- [Problem details]:
Each line of the data below must be given again exactly as written.
══════════════════════════════
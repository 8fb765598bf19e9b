use actix_web::{get, web, HttpRequest, HttpResponse};

use crate::auth::{AccessGuard, AuthenticatedUser};
use crate::error::AppError;
use crate::state::AppState;
use crate::views::View;

/// Home page, open to everyone.
#[get("/")]
pub async fn index(state: web::Data<AppState>, req: HttpRequest) -> Result<HttpResponse, AppError> {
    let session = state.sessions.current(&req).await;
    let user = state.sessions.get_user(&session);
    state.redirect(&req, View::Index, "/", user).await
}

/// The lists and tasks of the logged-in user.
#[get("/todo", wrap = "AccessGuard")]
pub async fn todo(
    state: web::Data<AppState>,
    req: HttpRequest,
    user: AuthenticatedUser,
) -> Result<HttpResponse, AppError> {
    state.redirect(&req, View::Todo, "/todo", Some(user.0)).await
}
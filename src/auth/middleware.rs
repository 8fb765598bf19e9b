use actix_web::{
    body::EitherBody,
    dev::{forward_ready, Service, ServiceRequest, ServiceResponse, Transform},
    web, Error, HttpMessage,
};
use futures::future::{ready, LocalBoxFuture, Ready};
use std::rc::Rc;

use crate::auth::extractors::AuthenticatedUser;
use crate::error::AppError;
use crate::models::UserId;
use crate::session::{Session, SESSION_COOKIE};
use crate::state::AppState;
use crate::views::View;

/// Pages only an anonymous visitor may open.
pub const ANONYMOUS_ONLY: [&str; 2] = ["/login", "/register"];

/// Login state of the current request, derived from its session alone.
#[derive(Debug, Clone, Copy, PartialEq, Eq)]
pub enum LoginState {
    Authenticated(UserId),
    Anonymous,
}

impl LoginState {
    pub fn from_user(user: Option<UserId>) -> Self {
        match user {
            Some(user_id) => LoginState::Authenticated(user_id),
            None => LoginState::Anonymous,
        }
    }

    pub fn user_id(self) -> Option<UserId> {
        match self {
            LoginState::Authenticated(user_id) => Some(user_id),
            LoginState::Anonymous => None,
        }
    }
}

#[derive(Debug, Clone, Copy, PartialEq, Eq)]
pub enum GuardDecision {
    Proceed,
    RedirectHome,
}

/// Logged-in visitors are kept off the login and registration pages;
/// anonymous visitors are kept off every other guarded page.
pub fn decide(path: &str, state: LoginState) -> GuardDecision {
    let anonymous_only = ANONYMOUS_ONLY.contains(&path);
    match (anonymous_only, state) {
        (true, LoginState::Authenticated(_)) | (false, LoginState::Anonymous) => {
            GuardDecision::RedirectHome
        }
        _ => GuardDecision::Proceed,
    }
}

/// Route guard based on the session's login state.
///
/// Redirects home when [`decide`] says so. Otherwise, for a logged-in
/// visitor, refreshes the session and stores an [`AuthenticatedUser`] in the
/// request extensions before calling the handler. The loaded [`Session`]
/// is placed in the extensions as well.
pub struct AccessGuard;

impl<S, B> Transform<S, ServiceRequest> for AccessGuard
where
    S: Service<ServiceRequest, Response = ServiceResponse<B>, Error = Error> + 'static,
    S::Future: 'static,
    B: 'static,
{
    type Response = ServiceResponse<EitherBody<B>>;
    type Error = Error;
    type Transform = AccessGuardService<S>;
    type InitError = ();
    type Future = Ready<Result<Self::Transform, Self::InitError>>;

    fn new_transform(&self, service: S) -> Self::Future {
        ready(Ok(AccessGuardService {
            service: Rc::new(service),
        }))
    }
}

pub struct AccessGuardService<S> {
    service: Rc<S>,
}

impl<S, B> Service<ServiceRequest> for AccessGuardService<S>
where
    S: Service<ServiceRequest, Response = ServiceResponse<B>, Error = Error> + 'static,
    S::Future: 'static,
    B: 'static,
{
    type Response = ServiceResponse<EitherBody<B>>;
    type Error = Error;
    type Future = LocalBoxFuture<'static, Result<Self::Response, Self::Error>>;

    forward_ready!(service);

    fn call(&self, req: ServiceRequest) -> Self::Future {
        let service = Rc::clone(&self.service);

        Box::pin(async move {
            let state = match req.app_data::<web::Data<AppState>>() {
                Some(state) => state.clone(),
                None => {
                    let err = AppError::InternalServerError("AppState is not registered".into());
                    return Err(err.into());
                }
            };

            let mut session = state.sessions.load(req.request()).await;
            let login = LoginState::from_user(state.sessions.get_user(&session));

            if decide(req.path(), login) == GuardDecision::RedirectHome {
                log::debug!("Access guard: {:?} sent home from {}", login, req.path());
                let response = state
                    .redirect(req.request(), View::Index, "/", login.user_id())
                    .await?;
                return Ok(req.into_response(response).map_into_right_body());
            }

            let cookie = match login {
                LoginState::Authenticated(user_id) => {
                    req.extensions_mut().insert(AuthenticatedUser(user_id));
                    Some(state.sessions.touch(&mut session).await)
                }
                LoginState::Anonymous => None,
            };
            // handlers reuse it instead of reading the store again
            req.extensions_mut().insert(session);

            let mut res = service.call(req).await?;
            if let Some(cookie) = cookie {
                // a handler that issued or cleared the session cookie wins
                let handler_set_cookie = res
                    .response()
                    .cookies()
                    .any(|c| c.name() == SESSION_COOKIE);
                if !handler_set_cookie {
                    res.response_mut().add_cookie(&cookie)?;
                }
            }
            Ok(res.map_into_left_body())
        })
    }
}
══════════════════════════════
- [Your solution]:
repository 8fb765598bf19e9b
use actix_web::{get, web, HttpRequest, HttpResponse};

use crate::auth::{AccessGuard, AuthenticatedUser};
use crate::error::AppError;
use crate::state::AppState;
use crate::views::View;

/// Home page, open to everyone.
#[get("/")]
pub async fn index(state: web::Data<AppState>, req: HttpRequest) -> Result<HttpResponse, AppError> {
    let session = state.sessions.current(&req).await;
    let user = state.sessions.get_user(&session);
    state.redirect(&req, View::Index, "/", user).await
}

/// The lists and tasks of the logged-in user.
#[get("/todo", wrap = "AccessGuard")]
pub async fn todo(
    state: web::Data<AppState>,
    req: HttpRequest,
    user: AuthenticatedUser,
) -> Result<HttpResponse, AppError> {
    state.redirect(&req, View::Todo, "/todo", Some(user.0)).await
}
filename src/auth/middleware.rs
repository 8fb765598bf19e9b
use actix_web::{
    body::EitherBody,
    dev::{forward_ready, Service, ServiceRequest, ServiceResponse, Transform},
    web, Error, HttpMessage,
};
use futures::future::{ready, LocalBoxFuture, Ready};
use std::rc::Rc;

use crate::auth::extractors::AuthenticatedUser;
use crate::error::AppError;
use crate::models::UserId;
use crate::session::{Session, SESSION_COOKIE};
use crate::state::AppState;
use crate::views::View;

/// Pages only an anonymous visitor may open.
pub const ANONYMOUS_ONLY: [&str; 2] = ["/login", "/register"];

/// Login state of the current request, derived from its session alone.
#[derive(Debug, Clone, Copy, PartialEq, Eq)]
pub enum LoginState {
    Authenticated(UserId),
    Anonymous,
}

impl LoginState {
    pub fn from_user(user: Option<UserId>) -> Self {
        match user {
            Some(user_id) => LoginState::Authenticated(user_id),
            None => LoginState::Anonymous,
        }
    }

    pub fn user_id(self) -> Option<UserId> {
        match self {
            LoginState::Authenticated(user_id) => Some(user_id),
            LoginState::Anonymous => None,
        }
    }
}

#[derive(Debug, Clone, Copy, PartialEq, Eq)]
pub enum GuardDecision {
    Proceed,
    RedirectHome,
}

/// Logged-in visitors are kept off the login and registration pages;
/// anonymous visitors are kept off every other guarded page.
pub fn decide(path: &str, state: LoginState) -> GuardDecision {
    let anonymous_only = ANONYMOUS_ONLY.contains(&path);
    match (anonymous_only, state) {
        (true, LoginState::Authenticated(_)) | (false, LoginState::Anonymous) => {
            GuardDecision::RedirectHome
        }
        _ => GuardDecision::Proceed,
    }
}

/// Route guard based on the session's login state.
///
/// Redirects home when [`decide`] says so. Otherwise, for a logged-in
/// visitor, refreshes the session and stores an [`AuthenticatedUser`] in the
/// request extensions before calling the handler. The loaded [`Session`]
/// is placed in the extensions as well.
pub struct AccessGuard;

impl<S, B> Transform<S, ServiceRequest> for AccessGuard
where
    S: Service<ServiceRequest, Response = ServiceResponse<B>, Error = Error> + 'static,
    S::Future: 'static,
    B: 'static,
{
    type Response = ServiceResponse<EitherBody<B>>;
    type Error = Error;
    type Transform = AccessGuardService<S>;
    type InitError = ();
    type Future = Ready<Result<Self::Transform, Self::InitError>>;

    fn new_transform(&self, service: S) -> Self::Future {
        ready(Ok(AccessGuardService {
            service: Rc::new(service),
        }))
    }
}

pub struct AccessGuardService<S> {
    service: Rc<S>,
}

impl<S, B> Service<ServiceRequest> for AccessGuardService<S>
where
    S: Service<ServiceRequest, Response = ServiceResponse<B>, Error = Error> + 'static,
    S::Future: 'static,
    B: 'static,
{
    type Response = ServiceResponse<EitherBody<B>>;
    type Error = Error;
    type Future = LocalBoxFuture<'static, Result<Self::Response, Self::Error>>;

    forward_ready!(service);

    fn call(&self, req: ServiceRequest) -> Self::Future {
        let service = Rc::clone(&self.service);

        Box::pin(async move {
            let state = match req.app_data::<web::Data<AppState>>() {
                Some(state) => state.clone(),
                None => {
                    let err = AppError::InternalServerError("AppState is not registered".into());
                    return Err(err.into());
                }
            };

            let mut session = state.sessions.load(req.request()).await;
            let login = LoginState::from_user(state.sessions.get_user(&session));

            if decide(req.path(), login) == GuardDecision::RedirectHome {
                log::debug!("Access guard: {:?} sent home from {}", login, req.path());
                let response = state
                    .redirect(req.request(), View::Index, "/", login.user_id())
                    .await?;
                return Ok(req.into_response(response).map_into_right_body());
            }

            let cookie = match login {
                LoginState::Authenticated(user_id) => {
                    req.extensions_mut().insert(AuthenticatedUser(user_id));
                    Some(state.sessions.touch(&mut session).await)
                }
                LoginState::Anonymous => None,
            };
            // handlers reuse it instead of reading the store again
            req.extensions_mut().insert(session);

            let mut res = service.call(req).await?;
            if let Some(cookie) = cookie {
                // a handler that issued or cleared the session cookie wins
                let handler_set_cookie = res
                    .response()
                    .cookies()
                    .any(|c| c.name() == SESSION_COOKIE);
                if !handler_set_cookie {
                    res.response_mut().add_cookie(&cookie)?;
                }
            }
            Ok(res.map_into_left_body())
        })
    }
}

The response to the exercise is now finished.